Jakarta, Pataka Eja – Dunia perfilman dan teater Indonesia kembali berduka. Aktor senior sekaligus seniman teater Diding Boneng meninggal dunia pada Senin (3/8/2026) pukul 06.04 WIB dalam usia 76 tahun. Kepergiannya menjadi kehilangan besar bagi dunia seni, mengingat dedikasinya yang telah berlangsung lebih dari lima dekade di panggung teater maupun layar lebar.
Bagi jutaan penonton Indonesia, nama Diding Boneng akan selalu dikenang sebagai pemeran komandan satpam yang ikonik dalam film Bisa Naik Bisa Turun (1992), salah satu film legendaris Warkop DKI. Dengan ekspresi khas dan gaya komedinya yang natural, Diding berhasil menciptakan karakter yang hingga kini masih melekat dalam ingatan para penggemar.

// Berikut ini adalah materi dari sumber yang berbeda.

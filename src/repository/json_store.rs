//! JSON file backend

use super::CredentialBackend;
use crate::{error::StoreError, models::CredentialSnapshot};
use async_trait::async_trait;
use std::path::{Path, PathBuf};

/// Stores `{ "roles": [...], "users": [...] }` in a single file
#[derive(Debug, Clone)]
pub struct JsonFileBackend {
    path: PathBuf,
}

impl JsonFileBackend {
    pub fn new(path: impl Into<PathBuf>) -> Self {
        Self { path: path.into() }
    }

    pub fn path(&self) -> &Path {
        &self.path
    }

    fn temp_path(&self) -> PathBuf {
        let mut name = self
            .path
            .file_name()
            .map(|n| n.to_os_string())
            .unwrap_or_default();
        name.push(".tmp");
        self.path.with_file_name(name)
    }
}

#[async_trait]
impl CredentialBackend for JsonFileBackend {
    async fn load(&self) -> Result<CredentialSnapshot, StoreError> {
        match tokio::fs::read(&self.path).await {
            Ok(raw) if raw.iter().all(u8::is_ascii_whitespace) => Ok(CredentialSnapshot::default()),
            Ok(raw) => Ok(serde_json::from_slice(&raw)?),
            Err(e) if e.kind() == std::io::ErrorKind::NotFound => {
                tracing::debug!(path = %self.path.display(), "Credential file missing, starting empty");
                Ok(CredentialSnapshot::default())
            }
            Err(e) => Err(e.into()),
        }
    }

    async fn save(&self, snapshot: &CredentialSnapshot) -> Result<(), StoreError> {
        if let Some(parent) = self.path.parent().filter(|p| !p.as_os_str().is_empty()) {
            tokio::fs::create_dir_all(parent).await?;
        }

        let body = serde_json::to_vec_pretty(snapshot)?;

        // 先写临时文件再原子替换，避免写入中断留下半个文件
        let temp = self.temp_path();
        tokio::fs::write(&temp, &body).await?;
        tokio::fs::rename(&temp, &self.path).await?;

        tracing::debug!(
            path = %self.path.display(),
            roles = snapshot.roles.len(),
            users = snapshot.users.len(),
            "Credential snapshot saved"
        );
        Ok(())
    }
}
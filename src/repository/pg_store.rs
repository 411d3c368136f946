//! PostgreSQL backend (角色与账户表)

use super::CredentialBackend;
use crate::{
    error::StoreError,
    models::{CredentialSnapshot, Grant, Override, Role, UserAccount},
};
use async_trait::async_trait;
use secrecy::{ExposeSecret, Secret};
use sqlx::{postgres::PgPoolOptions, types::Json, PgPool, Row};
use std::time::Duration;

pub struct PgBackend {
    db: PgPool,
}

impl PgBackend {
    pub fn new(db: PgPool) -> Self {
        Self { db }
    }

    /// 创建连接池并运行迁移
    pub async fn connect(url: &Secret<String>, max_connections: u32) -> Result<Self, StoreError> {
        tracing::debug!("Creating database connection pool...");

        let pool = PgPoolOptions::new()
            .max_connections(max_connections)
            .acquire_timeout(Duration::from_secs(30))
            .connect(url.expose_secret())
            .await
            .map_err(|e| {
                tracing::error!("Failed to create database pool: {}", e);
                StoreError::Database(e)
            })?;

        let backend = Self::new(pool);
        backend.run_migrations().await?;

        tracing::info!(max_connections, "Database pool created successfully");
        Ok(backend)
    }

    pub async fn run_migrations(&self) -> Result<(), StoreError> {
        tracing::info!("Running database migrations...");

        sqlx::migrate!("./migrations")
            .run(&self.db)
            .await
            .map_err(|e| {
                tracing::error!("Migration failed: {}", e);
                StoreError::Migration(e.to_string())
            })?;

        tracing::info!("Migrations completed successfully");
        Ok(())
    }

    pub fn pool(&self) -> &PgPool {
        &self.db
    }
}

fn json_override<T>(value: Option<Json<T>>) -> Override<T> {
    value.map(|Json(inner)| inner).into()
}

#[async_trait]
impl CredentialBackend for PgBackend {
    async fn load(&self) -> Result<CredentialSnapshot, StoreError> {
        let role_rows = sqlx::query(
            r#"
            SELECT id, name, permissions, bot_buttons, allowed_employee_ids, allowed_departments
            FROM access_roles
            ORDER BY position, id
            "#,
        )
        .fetch_all(&self.db)
        .await?;

        let mut roles = Vec::with_capacity(role_rows.len());
        for row in role_rows {
            let Json(permissions): Json<Grant> = row.try_get("permissions")?;
            let Json(bot_buttons): Json<Grant> = row.try_get("bot_buttons")?;
            let allowed_employee_ids: Option<Json<Vec<String>>> =
                row.try_get("allowed_employee_ids")?;
            let allowed_departments: Option<Json<Vec<String>>> =
                row.try_get("allowed_departments")?;

            roles.push(Role {
                id: row.try_get("id")?,
                name: row.try_get("name")?,
                permissions,
                bot_buttons,
                allowed_employee_ids: allowed_employee_ids.map(|Json(v)| v),
                allowed_departments: allowed_departments.map(|Json(v)| v),
            });
        }

        let user_rows = sqlx::query(
            r#"
            SELECT id, login, role_id, permissions, bot_buttons, password_salt, password_hash,
                   allowed_employee_ids, allowed_departments
            FROM access_users
            ORDER BY position, id
            "#,
        )
        .fetch_all(&self.db)
        .await?;

        let mut users = Vec::with_capacity(user_rows.len());
        for row in user_rows {
            users.push(UserAccount {
                id: row.try_get("id")?,
                login: row.try_get("login")?,
                role_id: row.try_get("role_id")?,
                permissions: json_override(row.try_get("permissions")?),
                bot_buttons: json_override(row.try_get("bot_buttons")?),
                password_salt: row.try_get("password_salt")?,
                password_hash: row.try_get("password_hash")?,
                allowed_employee_ids: json_override(row.try_get("allowed_employee_ids")?),
                allowed_departments: json_override(row.try_get("allowed_departments")?),
            });
        }

        Ok(CredentialSnapshot { roles, users })
    }

    async fn save(&self, snapshot: &CredentialSnapshot) -> Result<(), StoreError> {
        let mut tx = self.db.begin().await?;

        sqlx::query("DELETE FROM access_users")
            .execute(&mut *tx)
            .await?;
        sqlx::query("DELETE FROM access_roles")
            .execute(&mut *tx)
            .await?;

        for (position, role) in snapshot.roles.iter().enumerate() {
            sqlx::query(
                r#"
                INSERT INTO access_roles
                    (id, name, permissions, bot_buttons, allowed_employee_ids, allowed_departments, position)
                VALUES ($1, $2, $3, $4, $5, $6, $7)
                "#,
            )
            .bind(&role.id)
            .bind(&role.name)
            .bind(Json(&role.permissions))
            .bind(Json(&role.bot_buttons))
            .bind(role.allowed_employee_ids.as_ref().map(Json))
            .bind(role.allowed_departments.as_ref().map(Json))
            .bind(position as i32)
            .execute(&mut *tx)
            .await?;
        }

        for (position, user) in snapshot.users.iter().enumerate() {
            sqlx::query(
                r#"
                INSERT INTO access_users
                    (id, login, role_id, permissions, bot_buttons, password_salt, password_hash,
                     allowed_employee_ids, allowed_departments, position)
                VALUES ($1, $2, $3, $4, $5, $6, $7, $8, $9, $10)
                "#,
            )
            .bind(&user.id)
            .bind(&user.login)
            .bind(&user.role_id)
            .bind(user.permissions.as_explicit().map(Json))
            .bind(user.bot_buttons.as_explicit().map(Json))
            .bind(&user.password_salt)
            .bind(&user.password_hash)
            .bind(user.allowed_employee_ids.as_explicit().map(Json))
            .bind(user.allowed_departments.as_explicit().map(Json))
            .bind(position as i32)
            .execute(&mut *tx)
            .await?;
        }

        tx.commit().await?;

        tracing::debug!(
            roles = snapshot.roles.len(),
            users = snapshot.users.len(),
            "Credential snapshot saved"
        );
        Ok(())
    }
}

Dalam film tersebut, Diding memerankan seorang pasien rumah sakit jiwa yang menyamar sebagai komandan satpam dan melatih trio Dono, Kasino, dan Indro. Adegan itu menjadi salah satu momen paling dikenang dalam sejarah film komedi Indonesia.
Namun, perjalanan Diding Boneng jauh lebih besar daripada satu karakter yang membuatnya populer. Pria bernama asli Zainal Abidin itu telah mengabdikan hidupnya untuk seni peran sejak awal dekade 1970-an.
Kariernya dimulai dari panggung teater pada 1973. Di sana, ia mengasah kemampuan akting sekaligus aktif mengikuti berbagai festival teater remaja. Berkat dedikasinya, Diding kerap meraih penghargaan dan turut membimbing rekan-rekan satu kelompok teater hingga berprestasi.
Pengalaman panjang di dunia teater menjadi fondasi yang membawanya memasuki industri film. Debut layar lebarnya dimulai melalui film Tiga Dara Mencari Cinta (1980), sebelum kemudian tampil dalam berbagai film nasional, termasuk seri Catatan Si Boy.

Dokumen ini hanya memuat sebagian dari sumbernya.